I’m no economist, but…

Australia’s consumer price index measures the changes in costs of average goods to most households. If the CPI rises, then wages and pensions need to rise so people have the same amount of money, in real terms, to spend on everyday items. That’s the simple explanation. A longer one is provided by the Australian Bureau of Statistics:

The Consumer Price Index (CPI) is a measure of changes, over time, in retail prices of a constant basket of goods and services representative of consumption expenditure by resident households in Australian metropolitan areas.
The simplest way of thinking about the CPI is to imagine a basket of goods and services comprising items typically acquired by Australian households. As prices vary, the total price of this basket will also vary. The CPI is simply a measure of the changes in the price of this basket as the prices of items in it change.

For practical reasons, the CPI basket cannot include every item bought by households, but it does include all the important kinds of items. It is not necessary to include every item that people buy since many related items are subject to similar price changes. The idea is to select representative items so that the index reflects price changes for a much wider range of goods and services than is actually priced.
The total basket is divided into a number of major commodity groups, subgroups and expenditure classes. It covers items such as food, alcohol and tobacco, clothing and footwear, housing, household contents and services, health, transportation, communication, recreation, education and financial and insurance services.

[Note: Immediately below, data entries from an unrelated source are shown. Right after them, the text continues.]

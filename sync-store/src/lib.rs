//! # sync-store
//!
//! Transactional mirror store for issue-sync.
//!
//! This crate owns the four mirror tables and every statement that touches
//! them:
//! - Sync state: the per-repository issue cursor and per-issue comment cursors
//! - Upserts: idempotent issue and comment batches, each in one transaction
//! - Queries: comment threads, substring search, status, full teardown
//!
//! ## Layout
//!
//! ```text
//!        ┌──────────────────────────────────────────────┐
//!        │                 SQLite (WAL)                 │
//!        │  issues ◄── comments                         │
//!        │  repo_sync_state      comment_sync_state     │
//!        └──────────────────────────────────────────────┘
//! ```
//!
//! Every row carries its repository, and every statement filters on it, so
//! several repositories can share one database file.

#![warn(missing_docs)]
#![warn(clippy::all)]

pub mod error;
pub mod storage;

pub use error::{StorageResult, StoreError};
pub use storage::{
    CleanupSummary, CommentWrite, MirrorStorage, RepoStatus, SqliteStorage, WriteMode,
    DEFAULT_SEARCH_LIMIT,
};
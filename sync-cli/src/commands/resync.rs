//! Resync command.

use crate::config::AppContext;
use anyhow::Result;
use std::sync::Arc;
use sync_engine::{RemoteSource, ResyncOutcome};

/// Drop the comment cursor of one issue and fetch its whole thread again.
pub async fn run<R: RemoteSource + 'static>(
    ctx: &AppContext,
    remote: Arc<R>,
    repo: &str,
    number: i64,
) -> Result<()> {
    let scope = ctx.repository(repo)?;
    let engine = ctx.one_shot_engine(scope.clone(), remote);

    match engine.force_resync_comments(number).await? {
        ResyncOutcome::NotFound => {
            anyhow::bail!("Issue #{number} of {scope} is not mirrored; run `issue-sync sync {scope}`")
        }
        ResyncOutcome::Resynced { comments, .. } => {
            println!("{scope}#{number}: thread replaced, {comments} comments stored");
        }
    }
    Ok(())
}

#[cfg(test)]
mod tests {
    use super::*;
    use serde_json::json;
    use sync_engine::{Endpoint, MirrorStorage, MockRemote};
    use sync_types::RepoScope;
    use tempfile::tempdir;

    #[tokio::test]
    async fn resync_replaces_the_thread() {
        let temp = tempdir().unwrap();
        let ctx = AppContext::load(None, temp.path()).await.unwrap();
        let scope = RepoScope::parse("octo/hello").unwrap();
        let remote = MockRemote::new();
        remote.set_records(
            Endpoint::issues(&scope),
            vec![json!({
                "id": 500,
                "number": 5,
                "title": "Thread",
                "body": "",
                "state": "open",
                "labels": [],
                "user": { "login": "alice" },
                "assignee": null,
                "comments": 1,
                "created_at": "2024-01-01T00:00:00Z",
                "updated_at": "2024-01-02T00:00:00Z",
                "closed_at": null,
            })],
        );
        remote.set_records(
            Endpoint::comments(&scope, 5),
            vec![json!({
                "id": 51,
                "body": "first",
                "user": { "login": "bob" },
                "created_at": "2024-01-02T00:00:00Z",
                "updated_at": "2024-01-02T00:00:00Z",
                "issue_url": "https://api.github.com/repos/octo/hello/issues/5",
            })],
        );
        let remote = Arc::new(remote);
        crate::commands::sync::run(&ctx, Arc::clone(&remote), &["octo/hello".into()])
            .await
            .unwrap();

        remote.set_records(Endpoint::comments(&scope, 5), Vec::new());
        run(&ctx, Arc::clone(&remote), "octo/hello", 5).await.unwrap();

        assert!(ctx.store().comments_for_issue(&scope, 5).await.unwrap().is_empty());
    }

    #[tokio::test]
    async fn resync_of_unknown_issue_fails() {
        let temp = tempdir().unwrap();
        let ctx = AppContext::load(None, temp.path()).await.unwrap();

        let result = run(&ctx, Arc::new(MockRemote::new()), "octo/hello", 99).await;
        assert!(result.is_err());
    }
}
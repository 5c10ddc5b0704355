//! One-shot sync command.

use crate::config::AppContext;
use anyhow::Result;
use std::sync::Arc;
use sync_engine::{CycleOutcome, CycleReport, RemoteSource};
use sync_types::RepoScope;

/// Bootstrap every repository once and print what each cycle did.
///
/// Every repository is attempted; the command fails if any of them did.
pub async fn run<R: RemoteSource + 'static>(
    ctx: &AppContext,
    remote: Arc<R>,
    repos: &[String],
) -> Result<()> {
    let scopes = ctx.repositories(repos)?;
    let total = scopes.len();
    let mut failed = 0;

    for scope in scopes {
        let engine = ctx.one_shot_engine(scope.clone(), Arc::clone(&remote));
        match engine.bootstrap().await {
            Ok(report) => println!("{}", render_report(&scope, &report)),
            Err(e) => {
                failed += 1;
                eprintln!("{scope}: sync failed: {e}");
            }
        }
    }

    if failed > 0 {
        anyhow::bail!("{failed} of {total} repositories failed to sync");
    }
    Ok(())
}

/// One line summarizing a cycle, followed by one line per failed thread.
pub fn render_report(scope: &RepoScope, report: &CycleReport) -> String {
    render(scope, report, "")
}

/// Render a scheduled outcome.
pub fn render_outcome(scope: &RepoScope, outcome: &CycleOutcome) -> String {
    match outcome {
        CycleOutcome::Success(report) => render(scope, report, ""),
        CycleOutcome::Partial(report) => render(scope, report, " (partial)"),
        CycleOutcome::Failed { started_at, reason } => format!(
            "{scope}: cycle started {} failed: {reason}",
            super::format_time(Some(*started_at))
        ),
    }
}

fn render(scope: &RepoScope, report: &CycleReport, tag: &str) -> String {
    let mode = match report.since {
        Some(since) => format!("since {}", super::format_time(Some(since))),
        None => "full".to_string(),
    };
    let mut out = format!(
        "{scope}: {} issues ({mode}), {} threads synced, {} skipped, {} comments written{tag}",
        report.issues_fetched, report.threads_synced, report.threads_skipped, report.comments_written,
    );
    for failure in &report.failures {
        out.push_str(&format!("\n  #{} failed: {}", failure.number, failure.error));
    }
    out
}
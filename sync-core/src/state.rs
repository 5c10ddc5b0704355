//! Engine lifecycle state machine.
//!
//! A pure, side-effect-free state machine for one repository's sync engine.
//! It takes events as input and produces the next state; the engine in
//! `sync-engine` performs the actual probing, syncing and scheduling.
//!
//! ```text
//! Uninitialized ─Start─► Validating ─CredentialAccepted─► InitialSync ─InitialSyncCompleted─► Steady
//!                            ▲                                 │
//!                            └──────────BootstrapFailed────────┘
//! any started state ─StopRequested─► Stopped
//! ```

/// Lifecycle state - NO I/O, just state transitions.
#[derive(Debug, Clone, PartialEq, Eq)]
pub enum EngineState {
    /// Created, `initialize` not called yet.
    Uninitialized,
    /// Probing the remote credential.
    Validating {
        /// Failed bootstrap attempts so far.
        attempt: u32,
    },
    /// Credential accepted, running the first full cycle.
    InitialSync {
        /// Failed bootstrap attempts so far.
        attempt: u32,
    },
    /// Bootstrapped; cycles run on the polling schedule.
    Steady,
    /// Polling cancelled; no further cycles start.
    Stopped,
}

/// Events that drive the lifecycle.
#[derive(Debug, Clone, PartialEq, Eq)]
pub enum EngineEvent {
    /// `initialize` was called.
    Start,
    /// The credential probe succeeded.
    CredentialAccepted,
    /// The probe or the first cycle failed and will be retried.
    BootstrapFailed,
    /// The bootstrap attempt budget ran out.
    BootstrapAbandoned,
    /// The first cycle completed.
    InitialSyncCompleted,
    /// `stop` was called.
    StopRequested,
}

impl EngineState {
    /// A fresh engine.
    pub fn new() -> Self {
        Self::Uninitialized
    }

    /// Process an event and return the new state.
    ///
    /// Invalid transitions leave the state unchanged.
    pub fn on_event(self, event: EngineEvent) -> Self {
        match (self, event) {
            (Self::Uninitialized, EngineEvent::Start) => Self::Validating { attempt: 0 },

            (Self::Validating { attempt }, EngineEvent::CredentialAccepted) => {
                Self::InitialSync { attempt }
            }
            (
                Self::Validating { attempt } | Self::InitialSync { attempt },
                EngineEvent::BootstrapFailed,
            ) => Self::Validating {
                attempt: attempt.saturating_add(1),
            },
            (Self::Validating { .. } | Self::InitialSync { .. }, EngineEvent::BootstrapAbandoned) => {
                Self::Uninitialized
            }
            (Self::InitialSync { .. }, EngineEvent::InitialSyncCompleted) => Self::Steady,

            // Stopping an engine that never started is a no-op.
            (Self::Uninitialized, EngineEvent::StopRequested) => Self::Uninitialized,
            (_, EngineEvent::StopRequested) => Self::Stopped,

            (state, _) => state,
        }
    }

    /// Polling on the schedule.
    pub fn is_steady(&self) -> bool {
        matches!(self, Self::Steady)
    }

    /// Stopped for good.
    pub fn is_stopped(&self) -> bool {
        matches!(self, Self::Stopped)
    }

    /// Short lowercase name for logs and status output.
    pub fn name(&self) -> &'static str {
        match self {
            Self::Uninitialized => "uninitialized",
            Self::Validating { .. } => "validating",
            Self::InitialSync { .. } => "initial-sync",
            Self::Steady => "steady",
            Self::Stopped => "stopped",
        }
    }
}

impl Default for EngineState {
    fn default() -> Self {
        Self::new()
    }
}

Got it? Good. The CPI measures increases. It does not provide a justification for further increases.

In the case of items like insurance and rent, it is obvious why they will go up in line with CPI increases – the providers need to cover higher costs. Rent is someone’s income as much as it is someone else’s expense while your insurance will need to keep pace with the value of the items being insured. But I cannot work out why CPI increases are used to justify government charges like train fares, etc. See this quote from the Sydney Morning Herald:

there has been no real increase in CityRail fares since 2010. The former government effectively froze fares in its last year in office, while the current government lifted 2012 rail fares only enough to offset consumer price index changes since 2010.

Wouldn’t further increasing charges to keep pace with CPI just keep pushing the CPI up?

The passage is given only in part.